Input material:
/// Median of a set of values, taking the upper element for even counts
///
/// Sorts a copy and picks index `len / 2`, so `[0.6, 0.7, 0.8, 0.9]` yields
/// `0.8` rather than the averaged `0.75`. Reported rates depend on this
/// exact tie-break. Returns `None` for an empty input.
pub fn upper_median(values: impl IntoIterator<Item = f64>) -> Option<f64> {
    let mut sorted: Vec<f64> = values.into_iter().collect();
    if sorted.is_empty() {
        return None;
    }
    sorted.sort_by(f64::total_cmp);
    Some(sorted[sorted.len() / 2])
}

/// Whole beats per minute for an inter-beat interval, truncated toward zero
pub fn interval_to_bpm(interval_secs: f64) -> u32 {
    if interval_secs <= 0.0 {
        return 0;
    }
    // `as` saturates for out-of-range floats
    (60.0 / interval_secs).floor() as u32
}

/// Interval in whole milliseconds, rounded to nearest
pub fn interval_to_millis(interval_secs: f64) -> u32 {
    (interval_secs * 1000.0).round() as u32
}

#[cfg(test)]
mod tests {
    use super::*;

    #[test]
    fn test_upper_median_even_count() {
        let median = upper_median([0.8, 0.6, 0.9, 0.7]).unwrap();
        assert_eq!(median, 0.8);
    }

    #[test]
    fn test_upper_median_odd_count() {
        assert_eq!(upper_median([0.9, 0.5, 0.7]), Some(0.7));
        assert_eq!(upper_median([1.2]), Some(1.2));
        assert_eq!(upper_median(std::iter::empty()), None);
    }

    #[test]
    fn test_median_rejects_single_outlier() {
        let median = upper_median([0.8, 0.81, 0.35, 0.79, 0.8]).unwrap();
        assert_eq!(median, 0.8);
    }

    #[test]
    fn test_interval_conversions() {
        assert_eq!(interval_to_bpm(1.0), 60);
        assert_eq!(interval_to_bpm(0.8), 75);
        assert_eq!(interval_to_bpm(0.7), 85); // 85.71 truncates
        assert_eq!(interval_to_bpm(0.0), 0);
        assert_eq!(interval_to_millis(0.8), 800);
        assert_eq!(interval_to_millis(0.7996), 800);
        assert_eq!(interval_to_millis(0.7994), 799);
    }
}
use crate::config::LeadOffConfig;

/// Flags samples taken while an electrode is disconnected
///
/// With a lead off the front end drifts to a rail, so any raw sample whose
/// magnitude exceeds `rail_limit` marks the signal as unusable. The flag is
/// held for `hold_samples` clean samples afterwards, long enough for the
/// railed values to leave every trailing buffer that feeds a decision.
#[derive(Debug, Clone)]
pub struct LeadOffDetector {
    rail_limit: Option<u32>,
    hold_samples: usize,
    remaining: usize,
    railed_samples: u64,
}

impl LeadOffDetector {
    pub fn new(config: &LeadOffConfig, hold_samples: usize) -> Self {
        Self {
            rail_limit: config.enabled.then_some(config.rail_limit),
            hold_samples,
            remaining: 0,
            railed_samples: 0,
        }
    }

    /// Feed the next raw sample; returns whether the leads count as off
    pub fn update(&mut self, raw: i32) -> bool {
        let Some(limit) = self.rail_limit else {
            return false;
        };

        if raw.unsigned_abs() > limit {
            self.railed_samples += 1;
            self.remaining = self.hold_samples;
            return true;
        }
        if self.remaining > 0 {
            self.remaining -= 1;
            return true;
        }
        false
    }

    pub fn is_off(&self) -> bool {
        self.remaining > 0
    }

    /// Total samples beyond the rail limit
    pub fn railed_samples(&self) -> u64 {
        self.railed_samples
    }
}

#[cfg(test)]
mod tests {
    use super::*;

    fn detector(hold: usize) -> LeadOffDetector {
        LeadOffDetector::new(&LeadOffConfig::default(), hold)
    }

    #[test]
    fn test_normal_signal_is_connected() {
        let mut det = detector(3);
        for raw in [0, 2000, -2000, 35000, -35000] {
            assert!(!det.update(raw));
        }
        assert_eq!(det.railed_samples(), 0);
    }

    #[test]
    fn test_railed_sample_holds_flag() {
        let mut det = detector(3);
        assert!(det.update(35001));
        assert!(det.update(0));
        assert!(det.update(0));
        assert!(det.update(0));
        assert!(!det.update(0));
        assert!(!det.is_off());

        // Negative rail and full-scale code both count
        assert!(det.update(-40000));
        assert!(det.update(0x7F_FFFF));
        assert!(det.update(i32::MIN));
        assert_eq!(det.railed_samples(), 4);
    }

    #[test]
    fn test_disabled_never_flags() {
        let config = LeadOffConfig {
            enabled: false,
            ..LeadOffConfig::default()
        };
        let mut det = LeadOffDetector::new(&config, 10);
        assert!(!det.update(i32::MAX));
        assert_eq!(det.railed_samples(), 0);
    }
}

Exercise goal: Copy out, exactly and alone, the lines of the entries above between the ones holding "sorted.sort_by(f64::total_cmp);" and "assert_eq!(interval_to_bpm(1.0), 60);", inclusive.

Finished task:
    sorted.sort_by(f64::total_cmp);
    Some(sorted[sorted.len() / 2])
}

/// Whole beats per minute for an inter-beat interval, truncated toward zero
pub fn interval_to_bpm(interval_secs: f64) -> u32 {
    if interval_secs <= 0.0 {
        return 0;
    }
    // `as` saturates for out-of-range floats
    (60.0 / interval_secs).floor() as u32
}

/// Interval in whole milliseconds, rounded to nearest
pub fn interval_to_millis(interval_secs: f64) -> u32 {
    (interval_secs * 1000.0).round() as u32
}

#[cfg(test)]
mod tests {
    use super::*;

    #[test]
    fn test_upper_median_even_count() {
        let median = upper_median([0.8, 0.6, 0.9, 0.7]).unwrap();
        assert_eq!(median, 0.8);
    }

    #[test]
    fn test_upper_median_odd_count() {
        assert_eq!(upper_median([0.9, 0.5, 0.7]), Some(0.7));
        assert_eq!(upper_median([1.2]), Some(1.2));
        assert_eq!(upper_median(std::iter::empty()), None);
    }

    #[test]
    fn test_median_rejects_single_outlier() {
        let median = upper_median([0.8, 0.81, 0.35, 0.79, 0.8]).unwrap();
        assert_eq!(median, 0.8);
    }

    #[test]
    fn test_interval_conversions() {
        assert_eq!(interval_to_bpm(1.0), 60);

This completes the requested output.